Even if you keep employer coverage, enroll in Part B at 65 for this scenario.
The COBRA trap
COBRA is NOT considered "current employer coverage" for Medicare purposes. Once you go on COBRA:
- Your Special Enrollment Period clock starts (8 months from when active employment ended, NOT when COBRA ends)
- If you delay Part B enrollment beyond the 8-month SEP because you're on COBRA, you'll be hit with the Part B late enrollment penalty (10% per year missed, permanent)
- COBRA + Medicare both as your only coverage = redundant + expensive. Most people drop COBRA at 65.

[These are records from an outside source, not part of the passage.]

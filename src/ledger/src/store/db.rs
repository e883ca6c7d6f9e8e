//!
//! Byte-oriented key/value collaborator.
//!

use {
    crate::error::Result,
    parking_lot::RwLock,
    std::collections::BTreeMap,
};

/// key-value pairs
pub type StoreKey = Vec<u8>;
#[allow(missing_docs)]
pub type KValue = (StoreKey, Vec<u8>);
/// `None` deletes the key.
pub type KVEntry = (StoreKey, Option<Vec<u8>>);
#[allow(missing_docs)]
pub type KVBatch = Vec<KVEntry>;

/// Ordered key/value store with atomic batched writes.
pub trait KvStore: Send + Sync {
    #[allow(missing_docs)]
    fn get(&self, key: &[u8]) -> Result<Option<Vec<u8>>>;

    /// All pairs whose key starts with `prefix`, in key order.
    fn iter_prefix(&self, prefix: &[u8]) -> Result<Vec<KValue>>;

    /// Apply every entry of `batch` or none of them.
    fn commit(&self, batch: KVBatch) -> Result<()>;
}

/// In-memory store, used by tests and ephemeral nodes.
#[derive(Debug, Default)]
pub struct MemDB {
    kvs: RwLock<BTreeMap<StoreKey, Vec<u8>>>,
}

impl MemDB {
    #[allow(missing_docs)]
    pub fn new() -> Self {
        Self::default()
    }

    /// Number of stored keys.
    pub fn len(&self) -> usize {
        self.kvs.read().len()
    }

    #[allow(missing_docs)]
    pub fn is_empty(&self) -> bool {
        self.kvs.read().is_empty()
    }
}

impl KvStore for MemDB {
    fn get(&self, key: &[u8]) -> Result<Option<Vec<u8>>> {
        Ok(self.kvs.read().get(key).cloned())
    }

    fn iter_prefix(&self, prefix: &[u8]) -> Result<Vec<KValue>> {
        Ok(self
            .kvs
            .read()
            .range(prefix.to_vec()..)
            .take_while(|(k, _)| k.starts_with(prefix))
            .map(|(k, v)| (k.clone(), v.clone()))
            .collect())
    }

    fn commit(&self, batch: KVBatch) -> Result<()> {
        let mut kvs = self.kvs.write();
        for (k, v) in batch {
            match v {
                Some(v) => {
                    kvs.insert(k, v);
                }
                None => {
                    kvs.remove(&k);
                }
            }
        }
        Ok(())
    }
}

Practical advice: if you retire and go on COBRA at or after 65, enroll in Part B immediately and use Medicare as your primary coverage. Don't try to ride COBRA past 65 — the penalty exposure is too high.
Retiree health coverage
Some employers continue health coverage in retirement (federal government FEHB, some large private employers). Most retiree plans become SECONDARY to Medicare at 65. Like the under-20 employee situation, you usually want to enroll in Part B at 65 even if you're keeping retiree coverage.
Part D while working
Same logic. If your employer plan has "creditable" prescription drug coverage (HR provides annual notice), you can delay Part D without penalty. When you eventually enroll, you have 63 days from when you lose creditable coverage to sign up without penalty.
If your employer plan's drug coverage is NOT creditable, enroll in Part D at 65 alongside Part B (or sooner if you're on a low-employer-coverage situation).
HSA + Medicare = stop contributing
Worth repeating because this catches lots of high-income professionals: enrolling in ANY part of Medicare (including Part A) makes you ineligible to contribute to an HSA. You can still USE existing HSA funds, but you can't add new money.
If you're 6 months from age 65 and want to maximize HSA contributions, time it carefully. Note: when you eventually enroll in Part A, it's retroactive up to 6 months — meaning if you enrolled in HSA in those 6 months, those contributions become disallowed and may need to be removed (with potential tax penalty). This is one of the most common HSA-Medicare planning mistakes.
What to do at retirement
If you're going to retire AT 65: enroll in Part B during your IEP, no SEP needed.
If you're going to retire AFTER 65 with employer coverage: when you give notice, immediately:
- Get your SEP enrollment paperwork ready (Form CMS-40B + Form CMS-L564 from HR)
- Submit Part B enrollment within 8 months of your last day of active employment
- Within 63 days, enroll in Part D OR a Medicare Advantage plan with drug coverage
- If Medigap is your path, enroll in Medigap as well — your initial 6-month Medigap Open Enrollment Period kicks off when you have BOTH Part B AND age 65+, so timing depends on when you actually enroll in Part B
Special situations
- Self-employed past 65: if you're self-employed, you're "working" but you don't have employer coverage. You should generally enroll in Medicare at 65.
- Spouse covered under your employer: if your spouse is younger than 65 and on YOUR employer plan, your retirement transition affects them too. They may need ACA marketplace coverage to bridge to their own Medicare age.
- VA + employer coverage: VA benefits don't give you a SEP or replace Part B. If you're a veteran working past 65, the rules above still apply to you.